Here is a wild guess - Numenta’s research agenda has been kind of kidnapped/hijacked by the explosive success of Deep Learning, so much so that it was pressured to adjust its research roadmap to focus on large scale numerical processing style of pattern detection/processing, instead of exploring abstract thinking (which has to involve symbolic representation … which may have never been on the agenda anyways)

People tend to forget a simple fact – a human mind has never been very good at large scale numerical processing (try to mentally multiply two 6-digit integers), instead its specialty has always been about abstract thinking/generalization/logical reasoning/intuition/creativity… Mechanism? we don’t know, even though it runs above our shoulder every waking hour.

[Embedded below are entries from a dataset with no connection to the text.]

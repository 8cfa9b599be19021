//! Error types for secret storage operations.

use thiserror::Error;

/// Result type for secrets operations.
pub type Result<T> = std::result::Result<T, SecretsError>;

/// Errors that can occur during secret storage operations.
#[derive(Error, Debug, Clone, PartialEq, Eq)]
pub enum SecretsError {
    /// Secret not found in the backend.
    #[error("Secret not found: {namespace}/{name}")]
    NotFound { namespace: String, name: String },

    /// A secret with this name already exists.
    #[error("Secret already exists: {namespace}/{name}")]
    AlreadyExists { namespace: String, name: String },

    /// The secret exists but lacks a required data entry.
    #[error("Secret {namespace}/{name} has no '{key}' entry")]
    MissingKey { namespace: String, name: String, key: String },

    /// Failed to connect to the secrets backend.
    #[error("Backend connection failed: {message}")]
    ConnectionFailed { message: String },

    /// Backend-specific error.
    #[error("Backend error: {message}")]
    BackendError { message: String },
}

impl SecretsError {
    /// Create a not found error.
    pub fn not_found(namespace: impl Into<String>, name: impl Into<String>) -> Self {
        Self::NotFound { namespace: namespace.into(), name: name.into() }
    }

    /// Create an already exists error.
    pub fn already_exists(namespace: impl Into<String>, name: impl Into<String>) -> Self {
        Self::AlreadyExists { namespace: namespace.into(), name: name.into() }
    }

    /// Create a missing key error.
    pub fn missing_key(
        namespace: impl Into<String>,
        name: impl Into<String>,
        key: impl Into<String>,
    ) -> Self {
        Self::MissingKey { namespace: namespace.into(), name: name.into(), key: key.into() }
    }

    /// Create a connection failed error.
    pub fn connection_failed(message: impl Into<String>) -> Self {
        Self::ConnectionFailed { message: message.into() }
    }

    /// Create a backend error.
    pub fn backend_error(message: impl Into<String>) -> Self {
        Self::BackendError { message: message.into() }
    }

    /// Whether the failure is transient (the store could not be reached).
    pub fn is_transient(&self) -> bool {
        matches!(self, Self::ConnectionFailed { .. } | Self::BackendError { .. })
    }
}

kidnapped/hijacked by the explosive success of Deep Learning, so much so that it was pressured to adjust its research roadmap to focus on large scale numerical processing style of pattern detection/processing, instead of exploring abstract thinking

As far as I can tell, this is an adjacent stream of work within Numenta that they hired for, not replacing the core research goal of understanding cortical function and building a deliberately “biologically constrained” intelligence algorithm.